# ACTIVITY:
Search the data for "correct". Return each matching line.

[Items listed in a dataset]
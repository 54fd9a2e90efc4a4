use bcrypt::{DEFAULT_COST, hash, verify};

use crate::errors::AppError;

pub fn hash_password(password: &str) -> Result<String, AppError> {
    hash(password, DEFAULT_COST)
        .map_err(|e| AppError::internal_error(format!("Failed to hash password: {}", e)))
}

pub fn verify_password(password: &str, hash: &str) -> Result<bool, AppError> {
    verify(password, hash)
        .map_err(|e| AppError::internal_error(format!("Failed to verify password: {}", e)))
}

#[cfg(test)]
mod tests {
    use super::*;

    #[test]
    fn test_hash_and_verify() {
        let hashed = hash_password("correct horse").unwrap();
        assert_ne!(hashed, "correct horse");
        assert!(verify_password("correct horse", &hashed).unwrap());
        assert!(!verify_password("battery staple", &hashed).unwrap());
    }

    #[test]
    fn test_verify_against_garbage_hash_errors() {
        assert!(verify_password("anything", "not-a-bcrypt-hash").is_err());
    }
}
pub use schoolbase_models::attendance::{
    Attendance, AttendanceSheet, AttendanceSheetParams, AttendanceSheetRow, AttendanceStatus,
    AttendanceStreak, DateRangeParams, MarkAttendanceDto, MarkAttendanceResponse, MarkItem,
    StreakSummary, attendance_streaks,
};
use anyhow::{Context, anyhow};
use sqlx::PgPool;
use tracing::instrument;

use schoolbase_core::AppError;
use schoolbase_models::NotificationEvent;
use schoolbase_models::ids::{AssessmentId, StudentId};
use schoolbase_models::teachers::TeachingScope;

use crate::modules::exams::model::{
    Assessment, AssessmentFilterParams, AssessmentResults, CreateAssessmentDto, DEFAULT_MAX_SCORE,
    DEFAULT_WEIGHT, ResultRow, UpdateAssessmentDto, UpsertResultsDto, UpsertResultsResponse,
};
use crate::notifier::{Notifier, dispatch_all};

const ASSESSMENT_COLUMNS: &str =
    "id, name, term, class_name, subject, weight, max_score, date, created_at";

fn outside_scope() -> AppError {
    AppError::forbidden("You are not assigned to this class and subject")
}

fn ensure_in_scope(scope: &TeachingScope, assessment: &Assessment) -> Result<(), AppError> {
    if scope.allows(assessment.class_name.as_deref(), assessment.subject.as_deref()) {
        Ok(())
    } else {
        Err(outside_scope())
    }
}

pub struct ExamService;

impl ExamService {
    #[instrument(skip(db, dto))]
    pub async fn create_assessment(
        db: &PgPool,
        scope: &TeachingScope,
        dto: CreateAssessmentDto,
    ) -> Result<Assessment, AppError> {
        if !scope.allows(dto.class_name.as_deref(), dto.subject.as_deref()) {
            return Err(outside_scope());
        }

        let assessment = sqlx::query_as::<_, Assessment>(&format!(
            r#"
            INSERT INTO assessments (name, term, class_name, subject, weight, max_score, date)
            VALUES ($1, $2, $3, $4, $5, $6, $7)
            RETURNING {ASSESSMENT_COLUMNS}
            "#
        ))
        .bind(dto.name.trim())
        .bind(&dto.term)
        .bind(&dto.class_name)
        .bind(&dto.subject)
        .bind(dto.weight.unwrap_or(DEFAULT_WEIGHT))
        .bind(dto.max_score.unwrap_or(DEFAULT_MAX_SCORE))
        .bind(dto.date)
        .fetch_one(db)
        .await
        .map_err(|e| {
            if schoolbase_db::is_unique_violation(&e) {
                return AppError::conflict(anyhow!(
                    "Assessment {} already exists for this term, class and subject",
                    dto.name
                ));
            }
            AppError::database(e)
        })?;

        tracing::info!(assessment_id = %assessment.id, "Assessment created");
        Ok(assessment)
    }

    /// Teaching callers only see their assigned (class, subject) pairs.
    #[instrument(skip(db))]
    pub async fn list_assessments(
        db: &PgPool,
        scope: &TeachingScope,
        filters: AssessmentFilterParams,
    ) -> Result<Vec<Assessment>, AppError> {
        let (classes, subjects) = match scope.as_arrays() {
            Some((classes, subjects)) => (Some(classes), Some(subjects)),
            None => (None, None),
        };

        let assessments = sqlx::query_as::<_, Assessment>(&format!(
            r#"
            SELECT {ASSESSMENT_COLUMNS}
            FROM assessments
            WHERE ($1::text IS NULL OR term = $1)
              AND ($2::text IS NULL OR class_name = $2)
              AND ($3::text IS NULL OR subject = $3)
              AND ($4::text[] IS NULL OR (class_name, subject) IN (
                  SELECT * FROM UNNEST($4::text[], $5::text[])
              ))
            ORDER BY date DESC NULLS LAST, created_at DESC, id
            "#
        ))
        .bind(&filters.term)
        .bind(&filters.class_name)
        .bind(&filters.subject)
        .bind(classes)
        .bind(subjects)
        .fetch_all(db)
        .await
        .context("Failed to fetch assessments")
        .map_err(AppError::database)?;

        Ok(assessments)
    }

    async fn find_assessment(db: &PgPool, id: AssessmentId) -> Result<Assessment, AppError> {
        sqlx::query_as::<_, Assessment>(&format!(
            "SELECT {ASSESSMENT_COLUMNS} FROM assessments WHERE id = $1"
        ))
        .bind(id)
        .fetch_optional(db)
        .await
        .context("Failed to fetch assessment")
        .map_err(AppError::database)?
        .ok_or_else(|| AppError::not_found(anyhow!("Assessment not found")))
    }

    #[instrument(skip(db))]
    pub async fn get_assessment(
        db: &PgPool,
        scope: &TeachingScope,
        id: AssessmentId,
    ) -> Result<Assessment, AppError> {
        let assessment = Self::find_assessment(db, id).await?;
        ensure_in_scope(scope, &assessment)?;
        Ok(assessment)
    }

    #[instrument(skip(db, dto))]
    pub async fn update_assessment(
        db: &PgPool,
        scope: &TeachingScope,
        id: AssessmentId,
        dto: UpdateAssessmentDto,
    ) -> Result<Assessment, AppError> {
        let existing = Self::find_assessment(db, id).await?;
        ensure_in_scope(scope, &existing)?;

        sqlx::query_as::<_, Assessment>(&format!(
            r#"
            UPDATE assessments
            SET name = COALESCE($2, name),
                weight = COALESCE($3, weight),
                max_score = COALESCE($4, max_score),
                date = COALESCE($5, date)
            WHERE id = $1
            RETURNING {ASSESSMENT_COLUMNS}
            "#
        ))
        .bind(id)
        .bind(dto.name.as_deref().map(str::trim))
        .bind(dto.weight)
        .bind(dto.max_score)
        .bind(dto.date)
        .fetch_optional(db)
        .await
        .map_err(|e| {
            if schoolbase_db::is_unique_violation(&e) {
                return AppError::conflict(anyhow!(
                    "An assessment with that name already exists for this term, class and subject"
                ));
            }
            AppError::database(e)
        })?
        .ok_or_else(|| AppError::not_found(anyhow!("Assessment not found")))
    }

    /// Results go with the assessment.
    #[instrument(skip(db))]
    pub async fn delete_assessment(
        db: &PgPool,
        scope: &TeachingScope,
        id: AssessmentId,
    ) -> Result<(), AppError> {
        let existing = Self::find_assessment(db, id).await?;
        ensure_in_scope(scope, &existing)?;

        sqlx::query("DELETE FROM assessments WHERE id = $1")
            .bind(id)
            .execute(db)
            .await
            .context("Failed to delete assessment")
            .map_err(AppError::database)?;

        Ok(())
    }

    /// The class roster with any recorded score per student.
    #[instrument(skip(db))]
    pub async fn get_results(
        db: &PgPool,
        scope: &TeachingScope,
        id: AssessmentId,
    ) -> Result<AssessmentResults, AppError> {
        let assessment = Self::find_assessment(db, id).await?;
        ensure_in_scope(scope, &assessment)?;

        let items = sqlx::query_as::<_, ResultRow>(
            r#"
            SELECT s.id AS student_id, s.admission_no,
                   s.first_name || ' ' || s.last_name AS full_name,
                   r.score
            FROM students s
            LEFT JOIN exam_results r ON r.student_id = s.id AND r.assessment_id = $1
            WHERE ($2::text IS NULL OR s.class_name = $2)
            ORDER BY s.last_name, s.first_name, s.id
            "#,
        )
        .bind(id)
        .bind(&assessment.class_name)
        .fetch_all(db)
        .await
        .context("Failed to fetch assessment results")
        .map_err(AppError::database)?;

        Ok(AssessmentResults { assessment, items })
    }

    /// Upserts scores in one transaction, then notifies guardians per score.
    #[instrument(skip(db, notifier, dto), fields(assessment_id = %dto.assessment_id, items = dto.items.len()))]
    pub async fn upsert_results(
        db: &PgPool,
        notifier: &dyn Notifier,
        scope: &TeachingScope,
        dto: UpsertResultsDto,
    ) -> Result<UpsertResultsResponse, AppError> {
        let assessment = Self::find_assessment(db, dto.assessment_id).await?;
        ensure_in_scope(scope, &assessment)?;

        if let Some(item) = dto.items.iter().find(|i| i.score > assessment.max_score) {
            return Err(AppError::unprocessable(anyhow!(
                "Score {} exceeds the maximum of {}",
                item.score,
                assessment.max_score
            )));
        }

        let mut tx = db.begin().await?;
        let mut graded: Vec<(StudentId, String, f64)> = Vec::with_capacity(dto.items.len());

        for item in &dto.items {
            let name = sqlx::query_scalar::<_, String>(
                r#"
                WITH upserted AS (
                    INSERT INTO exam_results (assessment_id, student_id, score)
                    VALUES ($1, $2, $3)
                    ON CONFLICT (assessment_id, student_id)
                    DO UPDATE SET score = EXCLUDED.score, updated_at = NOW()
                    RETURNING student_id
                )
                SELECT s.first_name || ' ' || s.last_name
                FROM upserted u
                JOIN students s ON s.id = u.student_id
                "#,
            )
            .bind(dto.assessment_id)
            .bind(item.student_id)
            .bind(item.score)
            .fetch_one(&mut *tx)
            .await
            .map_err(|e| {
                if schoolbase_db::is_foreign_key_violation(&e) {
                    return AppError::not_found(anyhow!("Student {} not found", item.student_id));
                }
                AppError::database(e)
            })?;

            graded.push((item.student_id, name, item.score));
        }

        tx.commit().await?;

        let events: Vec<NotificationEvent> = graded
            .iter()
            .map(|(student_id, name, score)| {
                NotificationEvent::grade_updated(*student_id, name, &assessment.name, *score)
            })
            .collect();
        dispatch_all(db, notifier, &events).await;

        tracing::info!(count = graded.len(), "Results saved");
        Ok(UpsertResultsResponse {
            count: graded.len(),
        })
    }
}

# EXPECTED OUTPUT:
        let hashed = hash_password("correct horse").unwrap();
        assert_ne!(hashed, "correct horse");
        assert!(verify_password("correct horse", &hashed).unwrap());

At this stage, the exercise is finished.